La idea que señalas de un “PCE hegemónico en la resistencia antifranquista” y un “PSOE paralizado en los tiempos de la dictadura” me parece que necesita de matices, pero que es sustancialmente válida, sin perjuicio del reconocimiento, al menos, de tres cosas: la autonomía de muchos movimientos y expresiones sociales de oposición a la dictadura, el papel de otros partidos situados a la izquierda y el papel de otros partidos socialistas o socialdemócratas que no estaban (luego la mayoría lo estarán) dentro del PSOE.
Por otra parte, creo que para explicar la implosión del PCE y el éxito del PSOE en la transición no basta la hipótesis de la adaptabilidad a un medio cambiante, una metáfora de reminiscencias darwinistas. Por supuesto que tiene que ver el grado de adecuación de sus propuestas y de su imagen a las tendencias ideológicas de una sociedad plural, así como al nuevo ecosistema político post-dictatorial en el que estas se expresaban. Pero junto a eso también hay que considerar otros cambios de fondo que se estaban produciendo a nivel global: una profunda reconfiguración sociológica en el contexto de la crisis estructural del capitalismo de postguerra que va a segar la hierba bajo los pies de los partidos comunistas. También hay que ver los recursos y estigmas muy desiguales con que cada uno contaba: respaldos internacionales, tratamiento por parte del Estado, peso de las memorias respectivas, pervivencia de imágenes construidas durante la dictadura y en el contexto de la Guerra Fría, etc. Al mismo tiempo hay que ver las decisiones que ambos partidos fueron tomando: los virajes que imprimieron, su capacidad comunicativa, la gestión de sus conflictos internos, etc. Y hay que ver la diacronía de un proceso en el que el declive de uno fue alimentado el ascenso de otro, y viceversa.

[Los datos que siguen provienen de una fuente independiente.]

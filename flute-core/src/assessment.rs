//! Summary of a listening window: which note was played most often and at
//! what average frequency.

use serde::Serialize;

use crate::estimator::PitchEstimate;

/// Result of `NoteTally::summary`.
#[derive(Debug, Clone, PartialEq, Serialize)]
#[serde(rename_all = "camelCase")]
pub struct NoteSummary {
    /// Most frequent full note, e.g. "G4".
    pub note: String,
    /// Mean frequency of the readings of `note`, rounded to 0.1 Hz.
    pub frequency: f32,
    /// Readings of `note`.
    pub count: usize,
    /// All readings recorded.
    pub total: usize,
}

/// Collects estimates over a listening window.
#[derive(Debug, Clone, Default)]
pub struct NoteTally {
    readings: Vec<(String, f32)>,
}

impl NoteTally {
    pub fn new() -> Self {
        Self::default()
    }

    pub fn record(&mut self, estimate: &PitchEstimate) {
        self.readings.push((estimate.full_note.clone(), estimate.frequency));
    }

    pub fn len(&self) -> usize {
        self.readings.len()
    }

    pub fn is_empty(&self) -> bool {
        self.readings.is_empty()
    }

    pub fn clear(&mut self) {
        self.readings.clear();
    }

    /// Most common note and its mean frequency, or `None` if nothing was
    /// recorded. Ties go to the note heard first.
    pub fn summary(&self) -> Option<NoteSummary> {
        // (note, count, frequency sum) in order of first appearance
        let mut counts: Vec<(&str, usize, f64)> = Vec::new();
        for (note, frequency) in &self.readings {
            match counts.iter_mut().find(|entry| entry.0 == note.as_str()) {
                Some(entry) => {
                    entry.1 += 1;
                    entry.2 += *frequency as f64;
                }
                None => counts.push((note.as_str(), 1, *frequency as f64)),
            }
        }

        let mut best: Option<&(&str, usize, f64)> = None;
        for entry in &counts {
            if best.is_none_or(|b| entry.1 > b.1) {
                best = Some(entry);
            }
        }

        best.map(|&(note, count, sum)| NoteSummary {
            note: note.to_string(),
            frequency: ((sum / count as f64) * 10.0).round() as f32 / 10.0,
            count,
            total: self.readings.len(),
        })
    }
}
//! # Audio Capture Module
//!
//! Real-time microphone capture using CPAL (Cross-Platform Audio Library).
//! Opens an input device, converts whatever sample format it delivers to
//! mono `f32`, and hands each callback's samples to the caller.
//!
//! ## Features
//! - Default or named input device selection
//! - Any CPAL sample format, converted to f32
//! - Interleaved multi-channel input downmixed to mono

use anyhow::{Context, Result, anyhow};
use cpal::traits::{DeviceTrait, HostTrait, StreamTrait};
use cpal::{Device, Sample, SampleFormat, SizedSample, Stream, StreamConfig, SupportedStreamConfig};

/// Nominal capture rate. The device's own default rate is used when it
/// differs; estimates are computed against the actual rate.
pub const SAMPLE_RATE: u32 = 44100;

/// An input device and the configuration it will be opened with.
pub struct AudioInput {
    device: Device,
    config: SupportedStreamConfig,
    name: String,
}

impl AudioInput {
    /// Selects an input device by name, or the host default.
    pub fn open(device_name: Option<&str>) -> Result<Self> {
        let host = cpal::default_host();
        let device = match device_name {
            Some(wanted) => host
                .input_devices()
                .context("Failed to enumerate input devices")?
                .find(|d| d.name().map(|n| n == wanted).unwrap_or(false))
                .ok_or_else(|| anyhow!("Input device not found: {}", wanted))?,
            None => host
                .default_input_device()
                .ok_or_else(|| anyhow!("No input device available"))?,
        };

        let name = device.name().unwrap_or_else(|_| "Unknown".to_string());
        let config = device
            .default_input_config()
            .with_context(|| format!("No usable input config for {}", name))?;

        log::info!("Using audio input device: {}", name);
        log::info!(
            "Selected sample rate: {} Hz ({} channel(s), {:?})",
            config.sample_rate().0,
            config.channels(),
            config.sample_format()
        );
        if config.sample_rate().0 != SAMPLE_RATE {
            log::debug!("Device rate differs from nominal {} Hz", SAMPLE_RATE);
        }

        Ok(Self { device, config, name })
    }

    pub fn name(&self) -> &str {
        &self.name
    }

    pub fn sample_rate(&self) -> u32 {
        self.config.sample_rate().0
    }

    /// Builds and starts the input stream.
    ///
    /// `on_samples` runs on the audio thread with mono f32 samples.
    pub fn start<F>(self, on_samples: F) -> Result<Stream>
    where
        F: FnMut(&[f32]) + Send + 'static,
    {
        let stream_config: StreamConfig = self.config.config();
        let stream = match self.config.sample_format() {
            SampleFormat::I8 => build_stream::<i8, F>(&self.device, &stream_config, on_samples)?,
            SampleFormat::I16 => build_stream::<i16, F>(&self.device, &stream_config, on_samples)?,
            SampleFormat::I32 => build_stream::<i32, F>(&self.device, &stream_config, on_samples)?,
            SampleFormat::I64 => build_stream::<i64, F>(&self.device, &stream_config, on_samples)?,
            SampleFormat::U8 => build_stream::<u8, F>(&self.device, &stream_config, on_samples)?,
            SampleFormat::U16 => build_stream::<u16, F>(&self.device, &stream_config, on_samples)?,
            SampleFormat::U32 => build_stream::<u32, F>(&self.device, &stream_config, on_samples)?,
            SampleFormat::U64 => build_stream::<u64, F>(&self.device, &stream_config, on_samples)?,
            SampleFormat::F32 => build_stream::<f32, F>(&self.device, &stream_config, on_samples)?,
            SampleFormat::F64 => build_stream::<f64, F>(&self.device, &stream_config, on_samples)?,
            other => return Err(anyhow!("Unsupported sample format: {:?}", other)),
        };

        stream.play().context("Failed to start input stream")?;
        Ok(stream)
    }
}

/// Starts capture from the named or default input device.
///
/// # Returns
/// * `Ok((stream, sample_rate))` - Running stream handle and its sample rate
/// * `Err(e)` - Device or stream setup failed
pub fn start_audio_capture<F>(device_name: Option<&str>, on_samples: F) -> Result<(Stream, u32)>
where
    F: FnMut(&[f32]) + Send + 'static,
{
    let input = AudioInput::open(device_name)?;
    let sample_rate = input.sample_rate();
    Ok((input.start(on_samples)?, sample_rate))
}

fn build_stream<T, F>(device: &Device, config: &StreamConfig, mut on_samples: F) -> Result<Stream>
where
    T: Sample + SizedSample + Send + 'static,
    f32: cpal::FromSample<T>,
    F: FnMut(&[f32]) + Send + 'static,
{
    let channels = config.channels.max(1) as usize;
    let mut mono: Vec<f32> = Vec::new();

    let stream = device
        .build_input_stream(
            config,
            move |data: &[T], _: &cpal::InputCallbackInfo| {
                mono.clear();
                downmix_into(data, channels, &mut mono);
                on_samples(&mono);
            },
            |err| log::error!("An error occurred on the audio stream: {}", err),
            None,
        )
        .context("Failed to build input stream")?;

    Ok(stream)
}

/// Averages interleaved frames into mono f32 samples.
fn downmix_into<T>(data: &[T], channels: usize, out: &mut Vec<f32>)
where
    T: Sample,
    f32: cpal::FromSample<T>,
{
    if channels <= 1 {
        out.extend(data.iter().map(|&s| f32::from_sample(s)));
        return;
    }
    out.extend(data.chunks(channels).map(|frame| {
        frame.iter().map(|&s| f32::from_sample(s)).sum::<f32>() / frame.len() as f32
    }));
}

/// Names of all available input devices.
pub fn list_input_devices() -> Result<Vec<String>> {
    let host = cpal::default_host();
    let mut devices = Vec::new();

    for device in host.input_devices()? {
        if let Ok(name) = device.name() {
            devices.push(name);
        }
    }

    Ok(devices)
}

pub fn default_input_device_name() -> Result<String> {
    let host = cpal::default_host();
    let device = host
        .default_input_device()
        .ok_or_else(|| anyhow!("No default input device"))?;
    Ok(device.name()?)
}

Y, por supuesto, hay que ver sus respectivos liderazgos, más efectivo en el caso del PSOE. Carrillo era una persona de edad avanzada procedente del exilio y de la Guerra Civil, alejado de las nuevas generaciones y, sobre todo, muy estigmatizado tras años de propaganda anticomunista confeccionada por la dictadura y algunas figuras del exilio. Por el contrario, Felipe González se prestaba a una mayor identificación con las nuevas generaciones y con aquellas que consideraban llegado el momento de un relevo generacional. La imagen que Felipe González proyectaba era la de un joven sin conexión directa con la Guerra Civil, crecido y formado en España, un abogado (muy del gusto de las clases medias) laboralista (lo que le conectaba con los trabajadores), creyente en su fuero íntimo y más pragmático que socialista: una imagen que encajaba mejor en el imaginario inducido de las mayorías sociales.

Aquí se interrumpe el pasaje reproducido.